PROBLEM TO WORK ON –
For this task, copy the data that follows exactly, keeping every character.
◆ ◆ ◆ ◆
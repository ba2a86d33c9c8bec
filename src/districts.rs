//! District geo-registry
//! Maps district names to coordinates, preserving registry order

use std::collections::{HashMap, HashSet};
use std::io::Read;

use csv::ReaderBuilder;

use crate::error::{LogisticsError, Result};
use crate::geo::GeoPoint;
use crate::models::DistrictRow;

/// Kathmandu, used when a delivery district cannot be resolved
pub const FALLBACK_LOCATION: GeoPoint = GeoPoint::new(27.7103, 85.3222);

/// Built-in district table: (name, latitude, longitude), grouped by province.
/// Order matters: nearest-district searches break ties on first entry.
pub const NEPAL_DISTRICTS: &[(&str, f64, f64)] = &[
    // Koshi
    ("Bhojpur", 26.9302, 87.0372),
    ("Dhankuta", 26.9862, 87.0919),
    ("Ilam", 26.9092, 88.0841),
    ("Jhapa", 26.7271, 88.0845),
    ("Khotang", 27.1838, 86.7819),
    ("Morang", 26.5333, 87.2667),
    ("Okhaldunga", 27.3175, 86.5314),
    ("Panchthar", 27.0769, 87.9183),
    ("Sankhuwasabha", 27.2667, 87.2333),
    ("Solukhumbu", 27.7900, 86.5400),
    ("Sunsari", 26.6276, 87.1822),
    ("Taplejung", 27.3552, 87.6689),
    ("Tehrathum", 27.1831, 87.4269),
    ("Udayapur", 26.8406, 86.8406),
    // Madhesh
    ("Bara", 26.7272, 85.9300),
    ("Dhanusa", 26.8350, 86.0122),
    ("Mahottari", 26.7333, 86.0667),
    ("Parsa", 27.0667, 84.8833),
    ("Rautahat", 26.6667, 86.1667),
    ("Sarlahi", 26.7333, 85.8333),
    ("Saptari", 26.5667, 86.7333),
    ("Siraha", 26.6667, 86.2167),
    // Bagmati
    ("Bhaktapur", 27.6712, 85.4298),
    ("Dhading", 28.0833, 84.8833),
    ("Kathmandu", 27.7103, 85.3222),
    ("Kavrepalanchok", 27.5333, 85.5333),
    ("Lalitpur", 27.6589, 85.3378),
    ("Nuwakot", 28.1667, 85.2667),
    ("Rasuwa", 28.1667, 85.4167),
    ("Sindhuli", 27.3333, 86.0333),
    ("Sindhupalchok", 27.8333, 85.7500),
    // Gandaki
    ("Gorkha", 27.9842, 84.6270),
    ("Kaski", 28.2622, 84.0167),
    ("Lamjung", 28.2333, 84.3667),
    ("Manang", 28.6667, 84.0333),
    ("Mustang", 28.8333, 83.7667),
    ("Myagdi", 28.3667, 83.7667),
    ("Nawalpur", 27.7000, 84.4333),
    ("Parbat", 28.2333, 83.9667),
    ("Syangja", 28.1167, 83.9000),
    ("Tanahun", 28.0333, 84.3333),
    // Lumbini
    ("Arghakhanchi", 27.7500, 83.3833),
    ("Banke", 28.1500, 81.7500),
    ("Bardiya", 28.2000, 81.4333),
    ("Dang", 28.0833, 82.3000),
    ("Gulmi", 28.0833, 83.3000),
    ("Kapilvastu", 27.5667, 83.0000),
    ("Parasi", 27.5333, 83.3789),
    ("Palpa", 28.1500, 83.5167),
    ("Pyuthan", 28.1000, 82.8667),
    ("Rolpa", 28.3816, 82.6483),
    ("Rukum", 28.3500, 82.2000),
    ("Rupandehi", 27.5330, 83.3789),
    // Karnali
    ("Dailekh", 28.8500, 81.7000),
    ("Dolpa", 29.0333, 82.8333),
    ("Humla", 29.9667, 81.8167),
    ("Jajarkot", 28.6167, 81.6833),
    ("Jumla", 29.2889, 82.3018),
    ("Kalikot", 28.8667, 81.6167),
    ("Mugu", 29.2500, 81.9833),
    ("Rukum East", 28.3816, 82.6483),
    ("Salyan", 28.3500, 81.9667),
    ("Surkhet", 28.6167, 81.6500),
    // Sudurpashchim
    ("Achham", 29.0396, 81.2519),
    ("Baitadi", 29.3333, 80.5833),
    ("Bajhang", 29.5167, 81.3000),
    ("Bajura", 29.4833, 81.5167),
    ("Dadeldhura", 29.2188, 80.4994),
    ("Darchula", 29.8667, 80.5667),
    ("Doti", 29.0000, 81.4000),
    ("Kailali", 28.7000, 80.9667),
    ("Kanchanpur", 28.9333, 80.5667),
];

/// A named location in the registry
#[derive(Debug, Clone, PartialEq)]
pub struct District {
    pub name: String,
    pub location: GeoPoint,
}

/// Immutable name → coordinate table with stable iteration order.
///
/// Built once at startup and shared read-only; used both for the delivery
/// district registry and for the warehouse candidate table.
#[derive(Debug, Clone, Default)]
pub struct DistrictRegistry {
    districts: Vec<District>,
    index: HashMap<String, usize>,
}

impl DistrictRegistry {
    /// Build from `(name, point)` pairs. Duplicate names are rejected.
    pub fn from_entries<I, S>(entries: I) -> Result<Self>
    where
        I: IntoIterator<Item = (S, GeoPoint)>,
        S: Into<String>,
    {
        let mut registry = Self::default();
        for (name, location) in entries {
            let name = name.into();
            if registry.index.contains_key(&name) {
                return Err(LogisticsError::validation(format!(
                    "duplicate district '{}'",
                    name
                )));
            }
            registry.index.insert(name.clone(), registry.districts.len());
            registry.districts.push(District { name, location });
        }
        Ok(registry)
    }

    /// The built-in district table of Nepal
    pub fn nepal() -> Self {
        let districts: Vec<District> = NEPAL_DISTRICTS
            .iter()
            .map(|(name, lat, lon)| District {
                name: name.to_string(),
                location: GeoPoint::new(*lat, *lon),
            })
            .collect();
        let index = districts
            .iter()
            .enumerate()
            .map(|(i, d)| (d.name.clone(), i))
            .collect();
        Self { districts, index }
    }

    /// Read a `District,Latitude,Longitude` table; extra columns are ignored
    pub fn from_csv_reader<R: Read>(reader: R) -> Result<Self> {
        let mut reader = ReaderBuilder::new()
            .has_headers(true)
            .trim(csv::Trim::All)
            .from_reader(reader);

        let mut rows = Vec::new();
        for row in reader.deserialize::<DistrictRow>() {
            let row = row?;
            rows.push((row.district, GeoPoint::new(row.latitude, row.longitude)));
        }
        Self::from_entries(rows)
    }

    pub fn lookup(&self, name: &str) -> Option<GeoPoint> {
        self.index.get(name).map(|&i| self.districts[i].location)
    }

    pub fn contains(&self, name: &str) -> bool {
        self.index.contains_key(name)
    }

    /// Position of a district in registry order
    pub fn position(&self, name: &str) -> Option<usize> {
        self.index.get(name).copied()
    }

    pub fn get(&self, position: usize) -> Option<&District> {
        self.districts.get(position)
    }

    pub fn all_districts(&self) -> HashSet<&str> {
        self.districts.iter().map(|d| d.name.as_str()).collect()
    }

    /// Names in alphabetical order, for pick-lists
    pub fn sorted_names(&self) -> Vec<String> {
        let mut names: Vec<String> = self.districts.iter().map(|d| d.name.clone()).collect();
        names.sort();
        names
    }

    /// Districts in registry order
    pub fn iter(&self) -> impl Iterator<Item = &District> {
        self.districts.iter()
    }

    pub fn len(&self) -> usize {
        self.districts.len()
    }

    pub fn is_empty(&self) -> bool {
        self.districts.is_empty()
    }
}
◆ ◆ ◆ ◆
RESULT OF THE EXERCISE –
repository ba2a86d33c9c8bec
filename src/districts.rs
//! District geo-registry
//! Maps district names to coordinates, preserving registry order

use std::collections::{HashMap, HashSet};
use std::io::Read;

use csv::ReaderBuilder;

use crate::error::{LogisticsError, Result};
use crate::geo::GeoPoint;
use crate::models::DistrictRow;

/// Kathmandu, used when a delivery district cannot be resolved
pub const FALLBACK_LOCATION: GeoPoint = GeoPoint::new(27.7103, 85.3222);

/// Built-in district table: (name, latitude, longitude), grouped by province.
/// Order matters: nearest-district searches break ties on first entry.
pub const NEPAL_DISTRICTS: &[(&str, f64, f64)] = &[
    // Koshi
    ("Bhojpur", 26.9302, 87.0372),
    ("Dhankuta", 26.9862, 87.0919),
    ("Ilam", 26.9092, 88.0841),
    ("Jhapa", 26.7271, 88.0845),
    ("Khotang", 27.1838, 86.7819),
    ("Morang", 26.5333, 87.2667),
    ("Okhaldunga", 27.3175, 86.5314),
    ("Panchthar", 27.0769, 87.9183),
    ("Sankhuwasabha", 27.2667, 87.2333),
    ("Solukhumbu", 27.7900, 86.5400),
    ("Sunsari", 26.6276, 87.1822),
    ("Taplejung", 27.3552, 87.6689),
    ("Tehrathum", 27.1831, 87.4269),
    ("Udayapur", 26.8406, 86.8406),
    // Madhesh
    ("Bara", 26.7272, 85.9300),
    ("Dhanusa", 26.8350, 86.0122),
    ("Mahottari", 26.7333, 86.0667),
    ("Parsa", 27.0667, 84.8833),
    ("Rautahat", 26.6667, 86.1667),
    ("Sarlahi", 26.7333, 85.8333),
    ("Saptari", 26.5667, 86.7333),
    ("Siraha", 26.6667, 86.2167),
    // Bagmati
    ("Bhaktapur", 27.6712, 85.4298),
    ("Dhading", 28.0833, 84.8833),
    ("Kathmandu", 27.7103, 85.3222),
    ("Kavrepalanchok", 27.5333, 85.5333),
    ("Lalitpur", 27.6589, 85.3378),
    ("Nuwakot", 28.1667, 85.2667),
    ("Rasuwa", 28.1667, 85.4167),
    ("Sindhuli", 27.3333, 86.0333),
    ("Sindhupalchok", 27.8333, 85.7500),
    // Gandaki
    ("Gorkha", 27.9842, 84.6270),
    ("Kaski", 28.2622, 84.0167),
    ("Lamjung", 28.2333, 84.3667),
    ("Manang", 28.6667, 84.0333),
    ("Mustang", 28.8333, 83.7667),
    ("Myagdi", 28.3667, 83.7667),
    ("Nawalpur", 27.7000, 84.4333),
    ("Parbat", 28.2333, 83.9667),
    ("Syangja", 28.1167, 83.9000),
    ("Tanahun", 28.0333, 84.3333),
    // Lumbini
    ("Arghakhanchi", 27.7500, 83.3833),
    ("Banke", 28.1500, 81.7500),
    ("Bardiya", 28.2000, 81.4333),
    ("Dang", 28.0833, 82.3000),
    ("Gulmi", 28.0833, 83.3000),
    ("Kapilvastu", 27.5667, 83.0000),
    ("Parasi", 27.5333, 83.3789),
    ("Palpa", 28.1500, 83.5167),
    ("Pyuthan", 28.1000, 82.8667),
    ("Rolpa", 28.3816, 82.6483),
    ("Rukum", 28.3500, 82.2000),
    ("Rupandehi", 27.5330, 83.3789),
    // Karnali
    ("Dailekh", 28.8500, 81.7000),
    ("Dolpa", 29.0333, 82.8333),
    ("Humla", 29.9667, 81.8167),
    ("Jajarkot", 28.6167, 81.6833),
    ("Jumla", 29.2889, 82.3018),
    ("Kalikot", 28.8667, 81.6167),
    ("Mugu", 29.2500, 81.9833),
    ("Rukum East", 28.3816, 82.6483),
    ("Salyan", 28.3500, 81.9667),
    ("Surkhet", 28.6167, 81.6500),
    // Sudurpashchim
    ("Achham", 29.0396, 81.2519),
    ("Baitadi", 29.3333, 80.5833),
    ("Bajhang", 29.5167, 81.3000),
    ("Bajura", 29.4833, 81.5167),
    ("Dadeldhura", 29.2188, 80.4994),
    ("Darchula", 29.8667, 80.5667),
    ("Doti", 29.0000, 81.4000),
    ("Kailali", 28.7000, 80.9667),
    ("Kanchanpur", 28.9333, 80.5667),
];

/// A named location in the registry
#[derive(Debug, Clone, PartialEq)]
pub struct District {
    pub name: String,
    pub location: GeoPoint,
}

/// Immutable name → coordinate table with stable iteration order.
///
/// Built once at startup and shared read-only; used both for the delivery
/// district registry and for the warehouse candidate table.
#[derive(Debug, Clone, Default)]
pub struct DistrictRegistry {
    districts: Vec<District>,
    index: HashMap<String, usize>,
}

impl DistrictRegistry {
    /// Build from `(name, point)` pairs. Duplicate names are rejected.
    pub fn from_entries<I, S>(entries: I) -> Result<Self>
    where
        I: IntoIterator<Item = (S, GeoPoint)>,
        S: Into<String>,
    {
        let mut registry = Self::default();
        for (name, location) in entries {
            let name = name.into();
            if registry.index.contains_key(&name) {
                return Err(LogisticsError::validation(format!(
                    "duplicate district '{}'",
                    name
                )));
            }
            registry.index.insert(name.clone(), registry.districts.len());
            registry.districts.push(District { name, location });
        }
        Ok(registry)
    }

    /// The built-in district table of Nepal
    pub fn nepal() -> Self {
        let districts: Vec<District> = NEPAL_DISTRICTS
            .iter()
            .map(|(name, lat, lon)| District {
                name: name.to_string(),
                location: GeoPoint::new(*lat, *lon),
            })
            .collect();
        let index = districts
            .iter()
            .enumerate()
            .map(|(i, d)| (d.name.clone(), i))
            .collect();
        Self { districts, index }
    }

    /// Read a `District,Latitude,Longitude` table; extra columns are ignored
    pub fn from_csv_reader<R: Read>(reader: R) -> Result<Self> {
        let mut reader = ReaderBuilder::new()
            .has_headers(true)
            .trim(csv::Trim::All)
            .from_reader(reader);

        let mut rows = Vec::new();
        for row in reader.deserialize::<DistrictRow>() {
            let row = row?;
            rows.push((row.district, GeoPoint::new(row.latitude, row.longitude)));
        }
        Self::from_entries(rows)
    }

    pub fn lookup(&self, name: &str) -> Option<GeoPoint> {
        self.index.get(name).map(|&i| self.districts[i].location)
    }

    pub fn contains(&self, name: &str) -> bool {
        self.index.contains_key(name)
    }

    /// Position of a district in registry order
    pub fn position(&self, name: &str) -> Option<usize> {
        self.index.get(name).copied()
    }

    pub fn get(&self, position: usize) -> Option<&District> {
        self.districts.get(position)
    }

    pub fn all_districts(&self) -> HashSet<&str> {
        self.districts.iter().map(|d| d.name.as_str()).collect()
    }

    /// Names in alphabetical order, for pick-lists
    pub fn sorted_names(&self) -> Vec<String> {
        let mut names: Vec<String> = self.districts.iter().map(|d| d.name.clone()).collect();
        names.sort();
        names
    }

    /// Districts in registry order
    pub fn iter(&self) -> impl Iterator<Item = &District> {
        self.districts.iter()
    }

    pub fn len(&self) -> usize {
        self.districts.len()
    }

    pub fn is_empty(&self) -> bool {
        self.districts.is_empty()
    }
}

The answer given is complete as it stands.